3.2. Selection of IRGs
According to the UNC classification system, individuals in TCGA and IMvigor210 were classified into luminal (249 and 165, respectively) and basal subtypes (162 and 183, respectively). There were 739 and 75 differentially expressed IRGs in TCGA and IMvigor210, respectively (Figure 3A,B). After the univariate Cox regression analysis, the OS-associated IRGs in TCGA and IMvigor210 were 168 and 11, respectively. The Venn diagram showed that there were five overlapping genes (CD3G, CD8A, CTLA4, FAM3B, and GNLY) between TCGA and IMvigor210 (Figure 3C). The survival analyses of five genes were investigated (Figure 3D,E).
3.3. Construction and Performance of the IPS
Each subject’s risk score was derived based on the expression of the five genes and the aforementioned formula. In TCGA, the high-risk group was positively associated with clinicopathological features, including pathological stage, morphology, histological grade, as well as the T, M, and N stages (Figure 4A), and subjects in this group had considerably poorer OS than those at lower risk (Figure 4B). GSEA showed that several oncogenic KEGG signaling pathways, including ‘BLADDER_CANCER’, ‘JAK_STAT’, ‘NOTCH, ‘KEGG_PATHWAYS_IN_CANCER’, ‘TGF_BETA’, and ‘WNT’, were coenriched in the more at-risk group (Figure 4C).
The risk group was considerably linked to six classification approaches (Figure 5A), and the basal subtype had a significantly higher risk score than the luminal subtype (Figure 5B–G).

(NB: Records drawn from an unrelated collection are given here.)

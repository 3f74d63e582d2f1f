mod analytics;
mod cli;
mod config;
mod db;
mod error;
mod models;
mod services;
mod utils;

use anyhow::{Context, Result};
use clap::Parser;
use rusqlite::Connection;
use std::time::Duration;

use cli::args::{Cli, Commands};
use cli::handlers;
use config::AppConfig;
use db::migrations::run_migrations;

fn main() -> Result<()> {
    env_logger::init();

    let cli = Cli::parse();
    let config = AppConfig::load().context("Loading config")?;

    // Resolve and open the DB
    let db_path = config.db_path(cli.db.as_deref())?;
    AppConfig::ensure_parent_dir(&db_path)?;
    let conn = Connection::open(&db_path)
        .with_context(|| format!("Opening database at {:?}", db_path))?;
    log::debug!("Using database {:?}", db_path);

    // Enable WAL mode for better concurrent access
    conn.execute_batch("PRAGMA journal_mode=WAL;")?;
    // Writers queue for the lock instead of failing with SQLITE_BUSY
    conn.busy_timeout(Duration::from_secs(5))?;

    // Run migrations on every startup
    run_migrations(&conn)?;

    match cli.command {
        Some(Commands::Add { name, periodicity }) => {
            handlers::handle_add(&conn, &config, &name, &periodicity)?;
        }
        Some(Commands::List { periodicity }) => {
            handlers::handle_list(&conn, &config, periodicity.as_deref())?;
        }
        Some(Commands::Show { id }) => {
            handlers::handle_show(&conn, &config, id)?;
        }
        Some(Commands::Rename { id, name }) => {
            handlers::handle_rename(&conn, &config, id, &name)?;
        }
        Some(Commands::Delete { id }) => {
            handlers::handle_delete(&conn, &config, id)?;
        }
        Some(Commands::Check { id, at }) => {
            handlers::handle_check(&conn, &config, id, at.as_deref())?;
        }
        Some(Commands::Status { id }) => {
            handlers::handle_status(&conn, &config, id)?;
        }
        Some(Commands::History { id, since }) => {
            handlers::handle_history(&conn, &config, id, since.as_deref())?;
        }
        Some(Commands::Streaks { id }) => {
            handlers::handle_streaks(&conn, &config, id)?;
        }
        Some(Commands::Rates { window }) => {
            handlers::handle_rates(&conn, &config, &window)?;
        }
        Some(Commands::Struggling { threshold, fraction }) => {
            handlers::handle_struggling(&conn, &config, threshold, fraction)?;
        }
        Some(Commands::Days { id }) => {
            handlers::handle_days(&conn, &config, id)?;
        }
        Some(Commands::Prefs { threshold, fraction }) => {
            handlers::handle_prefs(&conn, &config, threshold, fraction)?;
        }
        Some(Commands::Seed { weeks, reset }) => {
            handlers::handle_seed(&conn, &config, weeks, reset)?;
        }
        Some(Commands::Export) => {
            handlers::handle_export(&conn)?;
        }
        Some(Commands::Config { init }) => {
            handlers::handle_config(&config, &db_path, init)?;
        }

        // No subcommand → overview
        None => {
            handlers::handle_list(&conn, &config, None)?;
        }
    }

    Ok(())
}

In IMvigor210, subjects in the low-risk group had poorer OS than those in the high-risk group (Figure 6A). In addition, subjects in the low-risk group had an increased percentage of partial response (PR)/complete response (CR) compared to those in the high-risk group (38.0% and 22.8%, respectively; Figure 6B). PR/CR subjects had considerably decreased risk scores compared to progressive disease (PD)/stable disease (SD) subjects (Figure 6C). In addition, IPS was negatively related to the expression profiles of critical immune checkpoint genes (Figure 6D).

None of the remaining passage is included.